(Stored data entries)
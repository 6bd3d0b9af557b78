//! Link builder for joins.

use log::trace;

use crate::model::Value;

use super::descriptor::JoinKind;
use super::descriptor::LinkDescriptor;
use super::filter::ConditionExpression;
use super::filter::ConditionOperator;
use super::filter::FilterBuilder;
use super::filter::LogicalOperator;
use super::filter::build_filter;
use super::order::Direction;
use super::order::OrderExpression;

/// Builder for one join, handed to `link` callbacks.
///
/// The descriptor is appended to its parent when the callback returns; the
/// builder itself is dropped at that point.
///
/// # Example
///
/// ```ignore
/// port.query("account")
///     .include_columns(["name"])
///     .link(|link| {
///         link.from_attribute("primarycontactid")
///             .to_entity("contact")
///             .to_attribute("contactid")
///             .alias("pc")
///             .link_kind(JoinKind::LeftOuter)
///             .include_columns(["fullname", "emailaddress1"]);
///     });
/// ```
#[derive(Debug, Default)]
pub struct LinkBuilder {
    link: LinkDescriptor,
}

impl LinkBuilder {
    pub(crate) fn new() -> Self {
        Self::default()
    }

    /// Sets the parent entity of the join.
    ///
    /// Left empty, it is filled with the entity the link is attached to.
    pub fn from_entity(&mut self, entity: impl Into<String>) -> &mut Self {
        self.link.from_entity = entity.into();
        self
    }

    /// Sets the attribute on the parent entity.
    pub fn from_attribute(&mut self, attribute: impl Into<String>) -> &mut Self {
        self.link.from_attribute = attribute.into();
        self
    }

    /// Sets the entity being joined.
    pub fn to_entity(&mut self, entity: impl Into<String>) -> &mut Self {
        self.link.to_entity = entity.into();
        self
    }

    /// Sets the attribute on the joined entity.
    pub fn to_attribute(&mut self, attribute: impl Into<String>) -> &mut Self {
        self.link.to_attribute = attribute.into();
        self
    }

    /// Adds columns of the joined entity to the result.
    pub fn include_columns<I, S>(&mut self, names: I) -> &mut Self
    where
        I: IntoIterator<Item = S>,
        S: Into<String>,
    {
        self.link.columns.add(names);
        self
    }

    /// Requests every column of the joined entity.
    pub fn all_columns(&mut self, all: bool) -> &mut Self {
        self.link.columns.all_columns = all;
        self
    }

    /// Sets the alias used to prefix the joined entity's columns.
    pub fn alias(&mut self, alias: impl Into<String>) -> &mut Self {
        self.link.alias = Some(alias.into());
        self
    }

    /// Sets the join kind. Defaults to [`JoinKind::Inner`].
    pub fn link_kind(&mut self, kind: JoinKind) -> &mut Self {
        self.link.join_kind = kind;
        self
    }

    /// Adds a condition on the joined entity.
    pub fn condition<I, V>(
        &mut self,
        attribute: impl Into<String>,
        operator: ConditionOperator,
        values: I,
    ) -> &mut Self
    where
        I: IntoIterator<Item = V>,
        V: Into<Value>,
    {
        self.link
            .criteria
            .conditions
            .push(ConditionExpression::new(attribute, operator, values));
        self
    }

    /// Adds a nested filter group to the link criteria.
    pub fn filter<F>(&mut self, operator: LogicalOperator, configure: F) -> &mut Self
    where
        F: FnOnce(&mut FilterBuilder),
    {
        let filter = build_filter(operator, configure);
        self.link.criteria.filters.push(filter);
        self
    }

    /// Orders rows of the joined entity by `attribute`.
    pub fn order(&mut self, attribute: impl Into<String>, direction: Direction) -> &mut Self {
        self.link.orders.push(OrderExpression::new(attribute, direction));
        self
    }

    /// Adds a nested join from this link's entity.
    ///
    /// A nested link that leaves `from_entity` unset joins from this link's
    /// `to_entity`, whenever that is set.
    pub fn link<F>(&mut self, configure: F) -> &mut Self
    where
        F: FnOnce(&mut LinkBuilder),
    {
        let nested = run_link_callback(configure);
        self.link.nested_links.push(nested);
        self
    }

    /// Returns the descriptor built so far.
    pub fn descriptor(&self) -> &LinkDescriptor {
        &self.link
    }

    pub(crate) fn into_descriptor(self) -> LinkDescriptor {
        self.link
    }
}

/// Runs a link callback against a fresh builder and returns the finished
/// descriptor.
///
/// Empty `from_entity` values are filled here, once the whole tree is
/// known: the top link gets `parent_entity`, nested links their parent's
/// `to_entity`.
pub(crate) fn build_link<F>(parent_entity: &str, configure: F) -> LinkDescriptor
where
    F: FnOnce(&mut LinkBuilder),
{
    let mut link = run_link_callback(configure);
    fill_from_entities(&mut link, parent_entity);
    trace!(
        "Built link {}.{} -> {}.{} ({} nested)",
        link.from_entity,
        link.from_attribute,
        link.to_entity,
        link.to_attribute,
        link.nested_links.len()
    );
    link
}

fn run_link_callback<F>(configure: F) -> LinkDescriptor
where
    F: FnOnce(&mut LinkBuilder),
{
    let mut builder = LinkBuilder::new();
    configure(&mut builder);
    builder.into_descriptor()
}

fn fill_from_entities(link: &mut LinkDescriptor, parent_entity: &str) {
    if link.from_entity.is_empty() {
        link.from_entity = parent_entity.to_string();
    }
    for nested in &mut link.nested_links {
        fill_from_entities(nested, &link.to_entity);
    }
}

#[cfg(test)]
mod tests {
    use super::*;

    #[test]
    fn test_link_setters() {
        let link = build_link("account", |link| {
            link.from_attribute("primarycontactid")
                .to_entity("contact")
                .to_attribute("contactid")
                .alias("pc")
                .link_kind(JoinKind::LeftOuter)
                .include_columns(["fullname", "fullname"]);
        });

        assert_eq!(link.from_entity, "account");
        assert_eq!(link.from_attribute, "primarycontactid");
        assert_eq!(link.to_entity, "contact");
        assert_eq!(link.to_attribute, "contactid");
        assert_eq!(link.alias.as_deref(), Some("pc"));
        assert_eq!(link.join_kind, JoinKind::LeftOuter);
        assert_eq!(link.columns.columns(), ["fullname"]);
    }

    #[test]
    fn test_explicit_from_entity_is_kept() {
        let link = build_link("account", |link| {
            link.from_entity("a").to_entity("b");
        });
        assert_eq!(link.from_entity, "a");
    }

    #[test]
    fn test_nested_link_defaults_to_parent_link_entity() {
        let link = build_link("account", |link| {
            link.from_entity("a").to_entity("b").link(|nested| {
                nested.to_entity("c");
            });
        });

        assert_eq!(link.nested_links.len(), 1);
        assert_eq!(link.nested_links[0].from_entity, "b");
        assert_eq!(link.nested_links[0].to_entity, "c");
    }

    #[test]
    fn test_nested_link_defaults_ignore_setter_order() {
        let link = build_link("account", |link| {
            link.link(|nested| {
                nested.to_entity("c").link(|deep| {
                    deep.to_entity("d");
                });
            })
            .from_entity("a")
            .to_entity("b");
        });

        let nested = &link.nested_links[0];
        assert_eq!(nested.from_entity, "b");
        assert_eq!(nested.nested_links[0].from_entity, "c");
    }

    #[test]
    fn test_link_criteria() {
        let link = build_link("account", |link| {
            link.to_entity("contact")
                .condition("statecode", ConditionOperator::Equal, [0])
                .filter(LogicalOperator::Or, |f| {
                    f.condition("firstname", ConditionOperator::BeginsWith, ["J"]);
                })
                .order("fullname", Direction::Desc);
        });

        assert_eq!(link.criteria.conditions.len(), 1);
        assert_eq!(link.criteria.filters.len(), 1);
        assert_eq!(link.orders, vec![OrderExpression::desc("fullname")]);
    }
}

* * *

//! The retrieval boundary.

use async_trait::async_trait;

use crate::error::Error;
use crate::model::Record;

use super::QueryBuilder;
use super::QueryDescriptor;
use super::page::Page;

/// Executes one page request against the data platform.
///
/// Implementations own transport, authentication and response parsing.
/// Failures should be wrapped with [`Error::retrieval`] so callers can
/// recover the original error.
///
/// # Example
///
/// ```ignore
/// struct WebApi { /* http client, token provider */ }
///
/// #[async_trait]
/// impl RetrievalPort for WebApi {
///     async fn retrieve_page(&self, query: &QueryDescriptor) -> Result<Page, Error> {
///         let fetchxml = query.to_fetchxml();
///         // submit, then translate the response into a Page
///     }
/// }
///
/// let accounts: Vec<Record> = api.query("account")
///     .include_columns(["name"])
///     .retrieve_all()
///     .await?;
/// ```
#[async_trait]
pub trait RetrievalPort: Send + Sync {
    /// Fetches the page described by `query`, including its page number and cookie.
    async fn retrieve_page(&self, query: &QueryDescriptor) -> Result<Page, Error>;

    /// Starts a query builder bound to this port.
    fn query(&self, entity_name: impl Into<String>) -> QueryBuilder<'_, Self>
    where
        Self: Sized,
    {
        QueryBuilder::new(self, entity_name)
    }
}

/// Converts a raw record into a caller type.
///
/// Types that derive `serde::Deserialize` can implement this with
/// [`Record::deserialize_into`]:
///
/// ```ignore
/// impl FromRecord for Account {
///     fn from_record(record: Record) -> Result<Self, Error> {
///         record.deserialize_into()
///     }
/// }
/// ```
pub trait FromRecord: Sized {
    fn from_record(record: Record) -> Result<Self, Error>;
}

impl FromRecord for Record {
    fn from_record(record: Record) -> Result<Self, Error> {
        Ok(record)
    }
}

**Exercise directions**
From the data above, output exactly the lines between the one containing "repository 6bd3d0b9af557b78" and the one containing "use super::filter::LogicalOperator;", counting both of them.

**Task response**
repository 6bd3d0b9af557b78
//! Link builder for joins.

use log::trace;

use crate::model::Value;

use super::descriptor::JoinKind;
use super::descriptor::LinkDescriptor;
use super::filter::ConditionExpression;
use super::filter::ConditionOperator;
use super::filter::FilterBuilder;
use super::filter::LogicalOperator;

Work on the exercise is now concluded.